> _Information given_
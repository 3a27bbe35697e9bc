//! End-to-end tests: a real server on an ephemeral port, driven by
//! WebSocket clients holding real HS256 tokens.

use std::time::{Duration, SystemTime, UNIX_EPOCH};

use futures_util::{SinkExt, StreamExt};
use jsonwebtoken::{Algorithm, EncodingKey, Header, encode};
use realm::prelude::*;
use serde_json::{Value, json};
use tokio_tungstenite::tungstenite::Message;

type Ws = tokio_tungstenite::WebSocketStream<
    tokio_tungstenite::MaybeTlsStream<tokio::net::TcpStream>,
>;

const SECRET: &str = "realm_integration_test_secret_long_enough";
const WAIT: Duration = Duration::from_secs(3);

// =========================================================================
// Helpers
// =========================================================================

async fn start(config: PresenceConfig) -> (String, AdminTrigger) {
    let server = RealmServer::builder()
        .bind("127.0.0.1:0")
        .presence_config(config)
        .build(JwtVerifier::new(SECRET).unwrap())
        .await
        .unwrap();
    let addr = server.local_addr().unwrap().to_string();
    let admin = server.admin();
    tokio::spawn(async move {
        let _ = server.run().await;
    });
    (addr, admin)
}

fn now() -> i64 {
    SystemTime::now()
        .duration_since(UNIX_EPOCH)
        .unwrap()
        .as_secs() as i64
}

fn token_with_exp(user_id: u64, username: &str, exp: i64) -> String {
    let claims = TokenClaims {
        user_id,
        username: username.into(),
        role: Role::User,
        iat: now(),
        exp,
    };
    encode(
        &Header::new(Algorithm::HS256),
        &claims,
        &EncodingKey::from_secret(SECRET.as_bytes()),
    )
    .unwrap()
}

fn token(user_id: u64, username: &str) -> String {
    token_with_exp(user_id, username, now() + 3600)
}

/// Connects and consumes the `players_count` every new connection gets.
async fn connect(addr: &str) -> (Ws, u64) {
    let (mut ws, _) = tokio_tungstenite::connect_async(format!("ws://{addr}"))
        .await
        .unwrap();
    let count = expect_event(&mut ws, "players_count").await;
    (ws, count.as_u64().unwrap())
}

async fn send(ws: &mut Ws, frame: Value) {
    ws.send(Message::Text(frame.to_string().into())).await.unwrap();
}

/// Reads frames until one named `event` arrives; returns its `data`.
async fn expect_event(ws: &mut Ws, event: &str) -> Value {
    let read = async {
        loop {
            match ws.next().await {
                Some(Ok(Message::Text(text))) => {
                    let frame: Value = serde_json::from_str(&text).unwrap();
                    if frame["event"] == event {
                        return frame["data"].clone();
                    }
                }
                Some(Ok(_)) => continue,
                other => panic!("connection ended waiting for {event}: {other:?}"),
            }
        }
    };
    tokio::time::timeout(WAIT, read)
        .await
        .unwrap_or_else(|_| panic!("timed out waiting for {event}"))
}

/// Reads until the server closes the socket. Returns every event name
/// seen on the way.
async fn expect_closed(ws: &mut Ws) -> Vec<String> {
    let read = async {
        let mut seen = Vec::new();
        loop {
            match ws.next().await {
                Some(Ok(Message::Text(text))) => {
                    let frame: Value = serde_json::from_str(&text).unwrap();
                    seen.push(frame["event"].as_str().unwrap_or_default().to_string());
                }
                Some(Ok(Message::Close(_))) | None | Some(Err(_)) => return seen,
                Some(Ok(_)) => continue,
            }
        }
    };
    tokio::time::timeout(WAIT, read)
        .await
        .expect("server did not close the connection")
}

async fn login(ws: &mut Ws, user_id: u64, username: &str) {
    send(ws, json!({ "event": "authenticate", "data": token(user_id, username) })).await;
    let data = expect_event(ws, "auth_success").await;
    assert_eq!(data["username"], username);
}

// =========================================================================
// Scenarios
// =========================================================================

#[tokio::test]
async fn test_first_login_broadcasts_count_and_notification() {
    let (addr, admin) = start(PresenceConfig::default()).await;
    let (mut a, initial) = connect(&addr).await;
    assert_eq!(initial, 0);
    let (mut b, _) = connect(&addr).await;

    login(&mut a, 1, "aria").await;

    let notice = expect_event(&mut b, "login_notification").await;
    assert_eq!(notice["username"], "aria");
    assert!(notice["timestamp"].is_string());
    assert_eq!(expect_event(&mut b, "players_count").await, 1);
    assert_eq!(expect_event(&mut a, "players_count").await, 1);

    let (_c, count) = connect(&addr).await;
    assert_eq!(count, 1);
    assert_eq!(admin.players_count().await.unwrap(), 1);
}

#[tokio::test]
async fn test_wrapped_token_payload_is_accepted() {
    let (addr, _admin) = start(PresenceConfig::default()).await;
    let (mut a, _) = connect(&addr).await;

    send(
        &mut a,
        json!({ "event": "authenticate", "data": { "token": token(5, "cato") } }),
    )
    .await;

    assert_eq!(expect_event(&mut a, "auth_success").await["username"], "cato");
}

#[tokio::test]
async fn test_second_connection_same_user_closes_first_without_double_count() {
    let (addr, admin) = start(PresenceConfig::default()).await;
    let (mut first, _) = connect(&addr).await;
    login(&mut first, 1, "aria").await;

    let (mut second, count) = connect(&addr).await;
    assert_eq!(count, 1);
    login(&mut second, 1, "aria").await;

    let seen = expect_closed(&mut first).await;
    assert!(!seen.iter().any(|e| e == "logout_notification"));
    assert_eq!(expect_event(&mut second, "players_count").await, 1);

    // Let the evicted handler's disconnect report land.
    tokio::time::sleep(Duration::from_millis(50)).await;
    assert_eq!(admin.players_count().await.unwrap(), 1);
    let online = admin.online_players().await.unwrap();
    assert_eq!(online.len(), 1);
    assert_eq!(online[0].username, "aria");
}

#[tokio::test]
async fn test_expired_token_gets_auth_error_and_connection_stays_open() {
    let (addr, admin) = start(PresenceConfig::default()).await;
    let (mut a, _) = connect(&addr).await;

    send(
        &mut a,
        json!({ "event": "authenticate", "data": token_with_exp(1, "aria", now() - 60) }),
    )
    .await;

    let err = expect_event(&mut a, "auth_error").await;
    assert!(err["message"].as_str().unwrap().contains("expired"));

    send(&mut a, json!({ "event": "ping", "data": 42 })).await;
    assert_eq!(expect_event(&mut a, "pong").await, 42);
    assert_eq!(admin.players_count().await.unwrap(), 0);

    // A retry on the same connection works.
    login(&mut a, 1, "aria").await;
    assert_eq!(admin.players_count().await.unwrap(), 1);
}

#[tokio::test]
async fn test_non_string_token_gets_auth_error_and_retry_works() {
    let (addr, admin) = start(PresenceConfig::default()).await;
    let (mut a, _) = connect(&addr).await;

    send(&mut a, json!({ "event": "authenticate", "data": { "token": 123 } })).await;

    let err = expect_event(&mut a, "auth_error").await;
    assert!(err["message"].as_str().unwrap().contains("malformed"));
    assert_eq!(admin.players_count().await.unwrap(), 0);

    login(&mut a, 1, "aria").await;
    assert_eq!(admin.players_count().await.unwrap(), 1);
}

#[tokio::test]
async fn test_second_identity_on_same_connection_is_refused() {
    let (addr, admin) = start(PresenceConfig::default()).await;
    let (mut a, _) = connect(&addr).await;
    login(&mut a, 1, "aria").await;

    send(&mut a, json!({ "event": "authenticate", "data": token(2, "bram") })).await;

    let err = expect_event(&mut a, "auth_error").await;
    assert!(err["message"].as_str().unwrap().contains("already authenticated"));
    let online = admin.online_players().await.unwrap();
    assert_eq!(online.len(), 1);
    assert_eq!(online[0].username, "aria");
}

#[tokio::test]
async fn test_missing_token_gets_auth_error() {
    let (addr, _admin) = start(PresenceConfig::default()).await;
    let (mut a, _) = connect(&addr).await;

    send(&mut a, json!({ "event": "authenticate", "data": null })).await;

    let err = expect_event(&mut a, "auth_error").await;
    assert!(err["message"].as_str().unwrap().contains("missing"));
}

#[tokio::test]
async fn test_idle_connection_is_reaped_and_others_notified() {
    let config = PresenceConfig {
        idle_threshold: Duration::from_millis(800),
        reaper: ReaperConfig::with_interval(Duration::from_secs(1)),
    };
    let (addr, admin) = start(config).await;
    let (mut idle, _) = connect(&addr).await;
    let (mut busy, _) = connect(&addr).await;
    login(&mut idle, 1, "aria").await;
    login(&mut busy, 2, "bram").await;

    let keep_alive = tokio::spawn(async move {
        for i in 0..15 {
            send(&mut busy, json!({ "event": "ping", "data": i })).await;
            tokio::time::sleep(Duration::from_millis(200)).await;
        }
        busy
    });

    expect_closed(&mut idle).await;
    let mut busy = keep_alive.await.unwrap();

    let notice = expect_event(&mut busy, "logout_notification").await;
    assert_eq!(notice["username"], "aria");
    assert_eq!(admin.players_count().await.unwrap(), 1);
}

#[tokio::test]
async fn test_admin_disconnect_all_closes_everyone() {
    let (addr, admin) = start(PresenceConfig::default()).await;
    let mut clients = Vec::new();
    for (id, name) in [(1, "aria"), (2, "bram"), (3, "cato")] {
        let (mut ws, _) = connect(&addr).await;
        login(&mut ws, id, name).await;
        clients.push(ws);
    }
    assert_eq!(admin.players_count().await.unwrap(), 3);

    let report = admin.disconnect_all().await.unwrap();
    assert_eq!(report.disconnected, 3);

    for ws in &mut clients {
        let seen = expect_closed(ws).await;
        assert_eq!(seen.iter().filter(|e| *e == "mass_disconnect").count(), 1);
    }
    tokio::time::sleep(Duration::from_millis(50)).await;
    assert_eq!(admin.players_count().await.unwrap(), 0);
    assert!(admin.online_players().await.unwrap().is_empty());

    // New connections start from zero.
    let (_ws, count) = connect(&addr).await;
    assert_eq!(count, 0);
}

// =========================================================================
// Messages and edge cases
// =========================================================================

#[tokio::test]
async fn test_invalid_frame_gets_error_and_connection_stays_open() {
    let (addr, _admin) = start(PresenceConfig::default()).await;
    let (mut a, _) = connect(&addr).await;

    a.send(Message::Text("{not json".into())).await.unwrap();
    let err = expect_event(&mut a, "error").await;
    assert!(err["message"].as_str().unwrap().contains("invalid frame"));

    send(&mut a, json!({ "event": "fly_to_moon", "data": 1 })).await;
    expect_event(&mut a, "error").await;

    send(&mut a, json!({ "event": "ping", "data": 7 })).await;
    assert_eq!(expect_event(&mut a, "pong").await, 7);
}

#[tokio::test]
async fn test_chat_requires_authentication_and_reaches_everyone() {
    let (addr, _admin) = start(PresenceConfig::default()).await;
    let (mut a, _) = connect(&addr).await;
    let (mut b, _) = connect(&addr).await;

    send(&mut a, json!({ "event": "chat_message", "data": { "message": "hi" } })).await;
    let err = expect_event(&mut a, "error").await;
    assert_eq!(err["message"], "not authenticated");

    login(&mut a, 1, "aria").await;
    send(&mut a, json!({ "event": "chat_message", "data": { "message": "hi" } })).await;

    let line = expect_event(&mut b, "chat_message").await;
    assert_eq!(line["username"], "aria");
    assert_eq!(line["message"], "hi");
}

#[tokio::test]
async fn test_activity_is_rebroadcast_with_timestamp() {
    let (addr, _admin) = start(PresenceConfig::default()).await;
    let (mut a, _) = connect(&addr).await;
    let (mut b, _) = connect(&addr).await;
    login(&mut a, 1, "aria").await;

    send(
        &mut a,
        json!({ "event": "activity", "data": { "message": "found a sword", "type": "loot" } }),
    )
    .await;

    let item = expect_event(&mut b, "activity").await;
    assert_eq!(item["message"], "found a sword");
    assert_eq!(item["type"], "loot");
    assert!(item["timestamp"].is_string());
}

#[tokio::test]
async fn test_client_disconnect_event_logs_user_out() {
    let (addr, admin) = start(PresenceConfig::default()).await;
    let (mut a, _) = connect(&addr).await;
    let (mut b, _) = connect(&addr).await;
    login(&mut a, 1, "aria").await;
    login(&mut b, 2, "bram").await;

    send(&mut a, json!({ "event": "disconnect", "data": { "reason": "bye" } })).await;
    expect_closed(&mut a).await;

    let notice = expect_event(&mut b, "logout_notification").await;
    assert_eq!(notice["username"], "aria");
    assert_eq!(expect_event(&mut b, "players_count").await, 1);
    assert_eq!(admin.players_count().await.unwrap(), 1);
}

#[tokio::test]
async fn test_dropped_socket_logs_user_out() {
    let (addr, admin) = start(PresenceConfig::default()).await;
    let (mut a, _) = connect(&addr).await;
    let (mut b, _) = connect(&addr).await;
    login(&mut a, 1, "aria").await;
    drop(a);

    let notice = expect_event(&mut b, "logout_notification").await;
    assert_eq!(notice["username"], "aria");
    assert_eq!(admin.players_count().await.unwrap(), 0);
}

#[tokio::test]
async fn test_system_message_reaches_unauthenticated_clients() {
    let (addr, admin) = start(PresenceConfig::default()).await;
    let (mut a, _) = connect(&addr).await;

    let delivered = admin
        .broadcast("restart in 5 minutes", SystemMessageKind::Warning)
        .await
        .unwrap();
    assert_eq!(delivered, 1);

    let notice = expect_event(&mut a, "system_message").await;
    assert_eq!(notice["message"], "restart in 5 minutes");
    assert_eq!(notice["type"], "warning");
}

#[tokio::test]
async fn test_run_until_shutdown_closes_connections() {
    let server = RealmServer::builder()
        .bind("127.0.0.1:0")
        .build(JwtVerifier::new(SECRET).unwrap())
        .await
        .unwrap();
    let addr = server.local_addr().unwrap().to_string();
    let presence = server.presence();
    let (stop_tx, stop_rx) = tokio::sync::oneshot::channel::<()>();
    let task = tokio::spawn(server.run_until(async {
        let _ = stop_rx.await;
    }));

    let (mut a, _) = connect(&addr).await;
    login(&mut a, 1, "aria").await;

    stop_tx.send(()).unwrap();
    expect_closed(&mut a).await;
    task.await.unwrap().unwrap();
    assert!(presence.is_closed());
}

> _Work order_
Scan the data above, find each line with "delivered", and copy it.

> _Response to the exercise_
    let delivered = admin
    assert_eq!(delivered, 1);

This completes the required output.